- _Exercise objective_
Search the records below for the word "String". Pull out each line that has it.

· · · · ·

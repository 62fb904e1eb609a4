//! `SeaORM` Entity for notifications table.

use sea_orm::entity::prelude::*;
use serde::{Deserialize, Serialize};

#[derive(Clone, Debug, PartialEq, DeriveEntityModel, Eq, Serialize, Deserialize)]
#[sea_orm(table_name = "notifications")]
pub struct Model {
    #[sea_orm(primary_key, auto_increment = false)]
    pub id: Uuid,
    pub user_id: Uuid,
    pub kind: String,
    pub title: String,
    pub message: String,
    #[sea_orm(column_type = "JsonBinary", nullable)]
    pub data: Option<Json>,
    pub read_at: Option<DateTimeWithTimeZone>,
    pub created_at: DateTimeWithTimeZone,
}

#[derive(Copy, Clone, Debug, EnumIter, DeriveRelation)]
pub enum Relation {
    #[sea_orm(
        belongs_to = "super::users::Entity",
        from = "Column::UserId",
        to = "super::users::Column::Id",
        on_delete = "Cascade"
    )]
    Users,
}

impl ActiveModelBehavior for ActiveModel {}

· · · · ·

- _Answer to this task_
    pub kind: String,
    pub title: String,
    pub message: String,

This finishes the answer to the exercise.